Le 11 octobre 1963, quelques heures seulement après la mort d'Edith PIAF, Jean COCTEAU tirait à son tour sa révérence.
Une profonde amitié liait ces deux grands artistes. La légende veut d'ailleurs que la mort de la chanteuse ait provoqué celle du poète. Vous devriez d'ailleurs voir quelques articles à ce sujet aujourd'hui.
Comme pour "la môme" hier, j'ai choisi de rendre hommage à ce grand artiste en citant un de ses textes. J'y ajouterai un de ses innombrables dessins, dont certains sont particulièrement connus.
En tant que Saint-Cyrien, je ne pouvais pas sélectionner une autre image que celle-ci...

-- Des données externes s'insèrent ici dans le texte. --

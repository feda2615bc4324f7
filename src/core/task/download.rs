use actix::Recipient;
use bytes::Bytes;
use futures::StreamExt;
use reqwest::Client;
use std::fs::File;
use std::io::Write;
use std::path::Path;
use std::sync::Arc;
use std::time::Duration;
use url::Url;

use crate::core::credentials::Credentials;
use crate::core::error::{DownloadError, DownloadResult};
use crate::utils::logger::{Logger, LoggerExt};
use super::messages::ProgressEvent;

/// 把响应体按固定块大小写入磁盘，每写成功一块就上报一次字节数
#[derive(Clone)]
pub struct FileStreamer {
    client: Client,
    credentials: Arc<Credentials>,
    chunk_size: usize,
    /// 单次读取的超时，None 表示不限
    read_timeout: Option<Duration>,
    logger: Logger,
}

impl FileStreamer {
    pub fn new(
        client: Client,
        credentials: Arc<Credentials>,
        chunk_size: usize,
        read_timeout: Option<Duration>,
        logger: Logger,
    ) -> Self {
        Self {
            client,
            credentials,
            chunk_size: chunk_size.max(1),
            read_timeout,
            logger,
        }
    }

    /// 返回写入的总字节数。任何退出路径上文件句柄和连接都会随作用域释放，
    /// 中途失败时已写入的部分文件保留在磁盘上。
    pub async fn stream(
        &self,
        url: &Url,
        path: &Path,
        progress: &Recipient<ProgressEvent>,
    ) -> DownloadResult<u64> {
        // 截断已有内容，不做续传
        let mut file = File::create(path).map_err(|source| DownloadError::FileOpenFailed {
            path: path.to_path_buf(),
            source,
        })?;

        let response = self.credentials.apply(self.client.get(url.clone())).send().await?;
        let status = response.status();
        if status.as_u16() >= 400 {
            self.logger.error(&format!("下载失败: {} [{}]", url, status));
            return Err(DownloadError::StreamFailure(format!("HTTP {}: {}", status, url)));
        }

        let mut stream = response.bytes_stream();
        let mut written = 0u64;

        loop {
            let next = match self.read_timeout {
                Some(limit) => tokio::time::timeout(limit, stream.next()).await.map_err(|_| {
                    DownloadError::StreamFailure(format!("读取超时({}秒): {}", limit.as_secs(), url))
                })?,
                None => stream.next().await,
            };
            let Some(chunk) = next else {
                break;
            };
            let mut chunk: Bytes = chunk.map_err(|e| DownloadError::StreamFailure(e.to_string()))?;

            while !chunk.is_empty() {
                let piece = chunk.split_to(self.chunk_size.min(chunk.len()));
                file.write_all(&piece)?;
                written += piece.len() as u64;
                progress.do_send(ProgressEvent::BytesWritten(piece.len() as u64));
            }
        }

        file.flush()?;
        self.logger.debug(&format!("写入完成: {} ({} 字节)", path.display(), written));
        Ok(written)
    }
}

Soleil, je t'adore comme les sauvages,
à plat ventre sur le rivage.
Soleil, tu vernis tes chromos,
tes paniers de fruits, tes animaux.
Fais-moi le corps tanné, salé ;
fais ma grande douleur s'en aller.
Le nègre, dont brillent les dents,
est noir dehors, rose dedans.
Moi je suis noir dedans et rose
dehors, fais la métamorphose.
Change-moi d'odeur, de couleur,
comme tu as changé Hyacinthe en fleur.
Fais braire la cigale en haut du pin,
fais-moi sentir le four à pain.
L'arbre à midi rempli de nuit
la répand le soir à côté de lui.
Fais-moi répandre mes mauvais rêves,
soleil, boa d'Adam et d'Eve.
Fais-moi un peu m'habituer,
à ce que mon pauvre ami Jean soit tué.
Loterie, étage tes lots
de vases, de boules, de couteaux.
Tu déballes ta pacotille
sur les fauves, sur les Antilles.
Chez nous, sors ce que tu as de mieux,
pour ne pas abîmer nos yeux.
Baraque de la Goulue, manège
en velours, en miroirs, en arpèges.
Arrache mon mal, tire fort,
charlatan au carrosse d'or.
Ce que j'ai chaud ! C'est qu'il est midi.
Je ne sais plus bien ce que je dis.
Je n'ai plus mon ombre autour de moi
soleil ! ménagerie des mois.
Soleil, Buffalo Bill, Barnum,
tu grises mieux que l'opium.
Tu es un clown, un toréador,
tu as des chaînes de montre en or.
Tu es un nègre bleu qui boxe
les équateurs, les équinoxes.
Soleil, je supporte tes coups ;
tes gros coups de poing sur mon cou.
C'est encore toi que je préfère,
soleil, délicieux enfer.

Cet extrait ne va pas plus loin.